試飲できるのは竹鶴、スーパーニッカ、アップルワインの3種類。シングルモルト宮城峡が無いのは残念ですね…(※現在は竹鶴が宮城峡に変更されているようです)
水、氷、炭酸水も用意されているので、好きな飲み方で楽しむことができます。
ツアーはここで解散で、物足りない人には有料試飲があります。一部の人にはこっちがメインですね(笑)
有料試飲のメニューはこちら(2017年12月19日現在)。
はい、驚異の安さですね。竹鶴21年が500円って…
宮城峡10年、12年など終売品も揃っています。ウイスキー好きとしては何度でも訪れたい天国です。
この他にカフェジン、カフェウォッカ、限定品もあります。
飲みたいウイスキーが多過ぎて選べない!という方のために香りを試す用のグラスまで用意されています。至れり尽くせり…

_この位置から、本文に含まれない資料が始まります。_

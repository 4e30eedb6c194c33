//! # STRATA Procedural Generation
//!
//! Deterministic tile worlds: terrain, overlays and decoration.
//!
//! ## Design Principles
//!
//! 1. **Deterministic**: Same seed always produces the same world
//! 2. **Chunked**: World is generated in square patches with shared borders
//! 3. **Composable**: Roads and water are overlays stacked on any tile source
//! 4. **Stateless**: Sources keep no per-chunk state and need no locking
//!
//! ## Core Components
//!
//! - `ValueNoise`: Lattice value noise with fractal octaves
//! - `ProceduralTileSource`: Height, material and climate per tile
//! - `RoadOverlay` / `WaterOverlay`: Decorators over any `TileSource`
//! - `ProceduralSpriteSource`: Chunk-seeded decoration scatter
//! - `MaterialCatalog`: Material key → texture and traversal data
//!
//! ## Example
//!
//! ```rust
//! use strata_procedural::prelude::*;
//!
//! let seed = WorldSeed::new(12345);
//! let terrain = ProceduralTileSource::new(seed, &TerrainConfig::default())?
//!     .decorate(RoadOverlay::new(seed, RoadConfig::default())?)
//!     .decorate(WaterOverlay::new(WaterConfig::default())?);
//! let sprites = ProceduralSpriteSource::new(seed, SpriteConfig::default())?;
//!
//! let coord = ChunkCoord::new(0, 0);
//! let tiles = terrain.tile_data(coord, DEFAULT_CHUNK_SIZE)?;
//! for sprite in sprites.sprites(coord, &tiles) {
//!     assert!(sprite.position[1].is_finite());
//! }
//! # Ok::<(), Box<dyn std::error::Error>>(())
//! ```

#![deny(missing_docs)]
#![deny(unsafe_code)]
#![deny(clippy::all)]
#![warn(clippy::pedantic)]
#![deny(clippy::perf)]

pub mod chunk;
pub mod climate;
pub mod config;
pub mod error;
pub mod material;
pub mod noise;
pub mod overlay;
pub mod source;
pub mod sprite;
pub mod tile;

pub use chunk::{ChunkCoord, TileGrid, DEFAULT_CHUNK_SIZE};
pub use climate::ClimateSampler;
pub use config::{parse_toml, PeriodicGrid, RoadConfig, SpriteConfig, TerrainConfig, WaterConfig};
pub use error::{ConfigError, ConfigResult, GenerationError, GenerationResult};
pub use material::{BandConfig, MaterialBands, MaterialCatalog, MaterialDescriptor, MaterialKey};
pub use noise::{ValueNoise, WorldSeed};
pub use overlay::{Decorated, RoadClass, RoadOverlay, TileOverlay, WaterOverlay};
pub use source::{ProceduralTileSource, TileSource, TileSourceExt};
pub use sprite::{ProceduralSpriteSource, Sprite, SpriteKind, SpriteSource};
pub use tile::{TerrainTile, WaterInfo, WaterKind};

/// Everything needed to build and query a generation stack.
pub mod prelude {
    pub use crate::chunk::{ChunkCoord, TileGrid, DEFAULT_CHUNK_SIZE};
    pub use crate::config::{RoadConfig, SpriteConfig, TerrainConfig, WaterConfig};
    pub use crate::noise::WorldSeed;
    pub use crate::overlay::{RoadOverlay, TileOverlay, WaterOverlay};
    pub use crate::source::{ProceduralTileSource, TileSource, TileSourceExt};
    pub use crate::sprite::{ProceduralSpriteSource, Sprite, SpriteKind, SpriteSource};
    pub use crate::tile::{TerrainTile, WaterKind};
}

一つ問題を挙げるとすると、有料試飲はショットグラスは提供されること。テイスティンググラスではないので香りを楽しみにくいんですよね。
ショップは圧巻の充実ぶりです。サントリーの蒸留所とは比較になりません。蒸留所限定ウイスキーも種類豊富です。
全部欲しい…
財布と相談して涙を飲んで蒸留所を後にしました。
最後に
まさに峡谷(グレン)に位置した良い蒸留所でした。
有料試飲や売店も充実しており、遠方からでも訪れる価値はあります。仙台や山形に行く機会のある方は是非行ってみて下さい。
蒸留所限定品の比較テイスティングや一般の見学コースとは異なる貯蔵庫の見学も含まれる有料ツアーもあるとのことで、次に訪れる機会にはそちらに参加してみたいと思います。